impl Trie {
    pub fn new() -> Self {
        let nodes = BlockArena::create(TRIE_BLOCK_SIZE).expect("node must fit in a block");
        let mut trie = Self {
            state: TrieState::AddingWords,
            nodes,
            root: 0,
            forward_word_node: 0,
            reverse_part_word_node: 0,
            diagnostics: TrieDiagnostics::default(),
            first_children: Vec::new(),
            compress_idx: 0
        };
        trie.root = trie.allocate_new_node(None,dawg::DEFAULT_LETTER,false);
        trie.forward_word_node = trie.allocate_new_node(Some(trie.root),dawg::FORWARD_WORD_DAWG_SYMBOL,false);
        trie.reverse_part_word_node = trie.allocate_new_node(Some(trie.root),dawg::REVERSE_PARTWORD_DAWG_SYMBOL,false);
        trie.nodes[trie.root].first_child = Some(trie.forward_word_node);
        trie.nodes[trie.forward_word_node].next_sibling = Some(trie.reverse_part_word_node);
        trie
    }
    /// Add one uppercase word.  Words can come in any order and duplicates
    /// create no new nodes.  Letters outside A-Z are a caller error.
    pub fn add_word(&mut self,word: &str) -> Result<(),Error> {
        if self.state != TrieState::AddingWords {
            return Err(Error::AddingFrozen);
        }
        let letters = word.as_bytes();
        let mut cur_node = self.forward_word_node;
        for (idx,letter) in letters.iter().enumerate() {
            let is_word_terminal = idx + 1 == letters.len();
            cur_node = self.add_child_node(cur_node,*letter,is_word_terminal);
        }
        if !letters.is_empty() {
            self.diagnostics.num_words += 1;
            self.diagnostics.num_word_letters += letters.len() as u32;
        }
        self.add_reversed_part_words(letters);
        Ok(())
    }
    /// Run one compression step.  Returns `false` while more steps remain;
    /// keep calling until `true`.  Calling again after that is an error.
    pub fn compress(&mut self) -> Result<bool,Error> {
        if self.state == TrieState::Compressed {
            return Err(Error::AlreadyCompressed);
        }
        if self.state == TrieState::AddingWords {
            self.state = TrieState::Compressing;
            self.identify_first_children(Some(self.root));
            self.compress_idx = 0;
            self.diagnostics.num_first_children_before_compression = self.first_children.len() as u32;
            log::debug!("collected {} first children",self.first_children.len());
        }
        if self.compress_idx + 1 >= self.first_children.len() {
            self.state = TrieState::Compressed;
            // number the survivors
            for node in self.nodes.iter_mut() {
                node.node_number = UNASSIGNED_NODE_NUMBER;
            }
            let num_nodes = self.assign_node_number_for_tree(Some(self.root),0);
            self.update_after_compression_diagnostics();
            debug_assert_eq!(num_nodes,self.diagnostics.num_nodes_after_compression);
            if num_nodes > dawg::MAX_NODE_ID {
                return Err(Error::CapacityExceeded);
            }
            log::debug!("compressed {} nodes down to {}",self.diagnostics.num_nodes,num_nodes);
            Ok(true)
        } else {
            self.remove_duplicates(self.compress_idx);
            self.compress_idx += 1;
            Ok(false)
        }
    }
    /// Write the compressed graph as a DAWG file.
    pub fn save_as_dawg(&self,file_name: &str,lexicon_name: &str) -> STDRESULT {
        if self.state != TrieState::Compressed {
            return Err(Box::new(Error::NotCompressed));
        }
        let mut writer = DawgWriter::create(
            lexicon_name,
            self.diagnostics.num_nodes_after_compression,
            self.diagnostics.num_words);
        self.add_tree_to_dawg(Some(self.root),&mut writer,-1);
        log::debug!("writing {} nodes to {}",self.diagnostics.num_nodes_after_compression,file_name);
        writer.save(file_name)
    }
    pub fn get_diagnostics(&self) -> TrieDiagnostics {
        self.diagnostics
    }

    fn allocate_new_node(&mut self,original_parent: Option<u32>,letter: u8,is_terminal: bool) -> u32 {
        self.diagnostics.num_nodes += 1;
        self.nodes.alloc(TrieNode {
            first_child: None,
            next_sibling: None,
            original_parent,
            letter,
            is_terminal,
            is_duplicate: false,
            node_number: UNASSIGNED_NODE_NUMBER
        })
    }
    /// Find or create the child of `parent_node` carrying `child_letter`,
    /// keeping the sibling run ascending.  A re-used node may gain terminal
    /// status but never lose it.
    fn add_child_node(&mut self,parent_node: u32,child_letter: u8,is_word_terminal: bool) -> u32 {
        debug_assert!(is_valid_letter(child_letter));
        self.diagnostics.num_letters += 1;

        // does the parent have a child?
        let first = match self.nodes[parent_node].first_child {
            Some(id) => id,
            None => {
                let new_node = self.allocate_new_node(Some(parent_node),child_letter,is_word_terminal);
                self.nodes[parent_node].first_child = Some(new_node);
                return new_node;
            }
        };

        // child run exists, find the letter or the splice point
        let mut cur_node = Some(first);
        let mut prev_sibling: Option<u32> = None;
        while let Some(cur) = cur_node {
            if self.nodes[cur].letter == child_letter {
                // true always trumps what is already there
                if is_word_terminal {
                    self.nodes[cur].is_terminal = true;
                }
                return cur;
            }
            if child_letter < self.nodes[cur].letter {
                let new_node = self.allocate_new_node(Some(parent_node),child_letter,is_word_terminal);
                self.nodes[new_node].next_sibling = Some(cur);
                match prev_sibling {
                    None => self.nodes[parent_node].first_child = Some(new_node),
                    Some(prev) => self.nodes[prev].next_sibling = Some(new_node)
                }
                return new_node;
            }
            prev_sibling = cur_node;
            cur_node = self.nodes[cur].next_sibling;
        }

        // the new node becomes the last child
        let new_node = self.allocate_new_node(Some(parent_node),child_letter,is_word_terminal);
        let prev = prev_sibling.expect("run cannot be empty here");
        self.nodes[prev].next_sibling = Some(new_node);
        new_node
    }
    /// Insert every reversed part word.  For CATS these are STAC, TAC, AC
    /// and C.
    fn add_reversed_part_words(&mut self,letters: &[u8]) {
        for length in (1..=letters.len()).rev() {
            let mut cur_node = self.reverse_part_word_node;
            for idx in (0..length).rev() {
                cur_node = self.add_child_node(cur_node,letters[idx],idx == 0);
            }
            self.diagnostics.num_reverse_part_words += 1;
        }
    }
    /// Two runs are similar when letters, terminal flags, remaining siblings
    /// and child runs all agree.  This compares whole sub-graphs.
    fn are_nodes_similar(&self,node1: Option<u32>,node2: Option<u32>) -> bool {
        // same node, or both absent?
        if node1 == node2 {
            return true;
        }
        let (id1,id2) = match (node1,node2) {
            (Some(id1),Some(id2)) => (id1,id2),
            _ => return false
        };
        if self.nodes[id1].letter != self.nodes[id2].letter {
            return false;
        }
        if self.nodes[id1].is_terminal != self.nodes[id2].is_terminal {
            return false;
        }
        if !self.are_nodes_similar(self.nodes[id1].next_sibling,self.nodes[id2].next_sibling) {
            return false;
        }
        self.are_nodes_similar(self.nodes[id1].first_child,self.nodes[id2].first_child)
    }
    /// Collect every node reached as a first child, in pre-order.  Only
    /// these head a child run, so only these are merge candidates.
    fn identify_first_children(&mut self,parent_node: Option<u32>) {
        let parent = match parent_node {
            Some(id) => id,
            None => return
        };
        if let Some(first_child) = self.nodes[parent].first_child {
            self.first_children.push(first_child);
            self.identify_first_children(Some(first_child));
        }
        if let Some(next_sibling) = self.nodes[parent].next_sibling {
            self.identify_first_children(Some(next_sibling));
        }
    }
    /// One compression step: mark every later first child that duplicates
    /// this one and point its original parent at the survivor.
    fn remove_duplicates(&mut self,node1_idx: usize) {
        let node1 = self.first_children[node1_idx];
        for node2_idx in node1_idx + 1..self.first_children.len() {
            let node2 = self.first_children[node2_idx];
            if !self.nodes[node2].is_duplicate && self.are_nodes_similar(Some(node1),Some(node2)) {
                self.nodes[node2].is_duplicate = true;
                let parent = self.nodes[node2].original_parent.expect("first child has a parent");
                self.nodes[parent].first_child = Some(node1);
            }
        }
    }
    /// Number the surviving nodes sequentially, keeping each sibling run
    /// contiguous.  Duplicate heads and already numbered nodes are skipped.
    /// Returns the next free number, which equals the surviving node count
    /// when started at the root with 0.
    fn assign_node_number_for_tree(&mut self,node: Option<u32>,mut next_node_number: u32) -> u32 {
        let id = match node {
            Some(id) => id,
            None => return next_node_number
        };
        if self.nodes[id].is_duplicate {
            return next_node_number;
        }
        if self.nodes[id].node_number != UNASSIGNED_NODE_NUMBER {
            return next_node_number;
        }
        self.nodes[id].node_number = next_node_number;
        next_node_number += 1;
        let mut sibling = self.nodes[id].next_sibling;
        while let Some(sib) = sibling {
            self.nodes[sib].node_number = next_node_number;
            next_node_number += 1;
            sibling = self.nodes[sib].next_sibling;
        }
        next_node_number = self.assign_node_number_for_tree(self.nodes[id].first_child,next_node_number);
        let mut sibling = self.nodes[id].next_sibling;
        while let Some(sib) = sibling {
            next_node_number = self.assign_node_number_for_tree(self.nodes[sib].first_child,next_node_number);
            sibling = self.nodes[sib].next_sibling;
        }
        next_node_number
    }
    /// Emit the whole sibling run, then the children of every member.  The
    /// sequential numbers guard against re-emitting shared runs.
    fn add_tree_to_dawg(&self,node: Option<u32>,writer: &mut DawgWriter,mut last_saved: i64) -> i64 {
        let id = match node {
            Some(id) => id,
            None => return last_saved
        };
        if self.nodes[id].node_number == UNASSIGNED_NODE_NUMBER {
            return last_saved;
        }
        if (self.nodes[id].node_number as i64) <= last_saved {
            return last_saved;
        }
        let mut save_node = Some(id);
        while let Some(save_id) = save_node {
            debug_assert_eq!(self.nodes[save_id].node_number as i64,last_saved + 1);
            writer.add_node(self.trie_node_to_dawg_node(save_id));
            last_saved = self.nodes[save_id].node_number as i64;
            save_node = self.nodes[save_id].next_sibling;
        }
        let mut save_node = Some(id);
        while let Some(save_id) = save_node {
            last_saved = self.add_tree_to_dawg(self.nodes[save_id].first_child,writer,last_saved);
            save_node = self.nodes[save_id].next_sibling;
        }
        last_saved
    }
    fn trie_node_to_dawg_node(&self,id: u32) -> DawgNode {
        let node = &self.nodes[id];
        DawgNode {
            child_node_id: match node.first_child {
                Some(child) => self.nodes[child].node_number,
                None => 0
            },
            letter: node.letter,
            is_terminal: node.is_terminal,
            is_last_child: node.next_sibling.is_none()
        }
    }
    fn update_after_compression_diagnostics(&mut self) {
        let num_duplicates = self.first_children.iter()
            .filter(|id| self.nodes[**id].is_duplicate)
            .count();
        self.diagnostics.num_first_children_after_compression =
            (self.first_children.len() - num_duplicates) as u32;
        self.diagnostics.num_nodes_after_compression = self.node_count();
    }
    /// surviving node count, one per unique node even where runs are shared
    fn node_count(&self) -> u32 {
        let mut visited = BitVec::from_elem(self.nodes.len(),false);
        self.node_count_for_tree(Some(self.root),&mut visited)
    }
    fn node_count_for_tree(&self,node: Option<u32>,visited: &mut BitVec) -> u32 {
        let id = match node {
            Some(id) => id,
            None => return 0
        };
        let mut count = 0;
        if !visited.get(id as usize).unwrap_or(true) {
            visited.set(id as usize,true);
            count = 1;
        }
        count += self.node_count_for_tree(self.nodes[id].next_sibling,visited);
        count += self.node_count_for_tree(self.nodes[id].first_child,visited);
        count
    }
}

▶ [Task prompt]: Tell me how many lines in the entries contain the string "DawgNode", and give nothing besides that number.

▶ [Solved exercise]: 2